TASK INPUT START
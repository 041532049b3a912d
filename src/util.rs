use anyhow::{anyhow, ensure, Result};

const SCALE: u64 = 10_000;

/// Formats a fixed point value with 4 implied decimals, e.g. `-12345` -> `-1.2345`.
pub fn format_fixed_point(value: i64) -> String {
    let magnitude = value.unsigned_abs();
    format!(
        "{}{}.{:04}",
        sign_prefix(value),
        magnitude / SCALE,
        magnitude % SCALE
    )
}

fn sign_prefix(value: i64) -> &'static str {
    if value < 0 {
        "-"
    } else {
        ""
    }
}

/// Inverse of [`format_fixed_point`]. Extra fractional digits are truncated.
pub fn parse_fixed_point(value: &str) -> Result<i64> {
    let (negative, unsigned) = match value.strip_prefix('-') {
        Some(rest) => (true, rest),
        None => (false, value),
    };

    let (integer, fractional) = unsigned.split_once('.').unwrap_or((unsigned, ""));
    ensure!(
        !integer.is_empty() && integer.bytes().all(|b| b.is_ascii_digit()),
        anyhow!("Invalid integer part in amount: {value:?}")
    );
    ensure!(
        fractional.bytes().all(|b| b.is_ascii_digit()),
        anyhow!("Invalid fractional part in amount: {value:?}")
    );

    let magnitude = integer
        .parse::<i64>()?
        .checked_mul(SCALE as i64)
        .and_then(|i| i.checked_add(four_digits(fractional)))
        .ok_or(anyhow!("Amount out of range: {value:?}"))?;

    Ok(if negative { -magnitude } else { magnitude })
}

fn four_digits(fractional: &str) -> i64 {
    fractional
        .bytes()
        .chain(std::iter::repeat(b'0'))
        .take(4)
        .fold(0, |acc, b| acc * 10 + i64::from(b - b'0'))
}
TASK INPUT END
Set down, exactly as they appear, the line holding "pub fn format_fixed_point(value: i64)" and every line after it until the records end.

#### RESPONSE AREA
pub fn format_fixed_point(value: i64) -> String {
    let magnitude = value.unsigned_abs();
    format!(
        "{}{}.{:04}",
        sign_prefix(value),
        magnitude / SCALE,
        magnitude % SCALE
    )
}

fn sign_prefix(value: i64) -> &'static str {
    if value < 0 {
        "-"
    } else {
        ""
    }
}

/// Inverse of [`format_fixed_point`]. Extra fractional digits are truncated.
pub fn parse_fixed_point(value: &str) -> Result<i64> {
    let (negative, unsigned) = match value.strip_prefix('-') {
        Some(rest) => (true, rest),
        None => (false, value),
    };

    let (integer, fractional) = unsigned.split_once('.').unwrap_or((unsigned, ""));
    ensure!(
        !integer.is_empty() && integer.bytes().all(|b| b.is_ascii_digit()),
        anyhow!("Invalid integer part in amount: {value:?}")
    );
    ensure!(
        fractional.bytes().all(|b| b.is_ascii_digit()),
        anyhow!("Invalid fractional part in amount: {value:?}")
    );

    let magnitude = integer
        .parse::<i64>()?
        .checked_mul(SCALE as i64)
        .and_then(|i| i.checked_add(four_digits(fractional)))
        .ok_or(anyhow!("Amount out of range: {value:?}"))?;

    Ok(if negative { -magnitude } else { magnitude })
}

fn four_digits(fractional: &str) -> i64 {
    fractional
        .bytes()
        .chain(std::iter::repeat(b'0'))
        .take(4)
        .fold(0, |acc, b| acc * 10 + i64::from(b - b'0'))
}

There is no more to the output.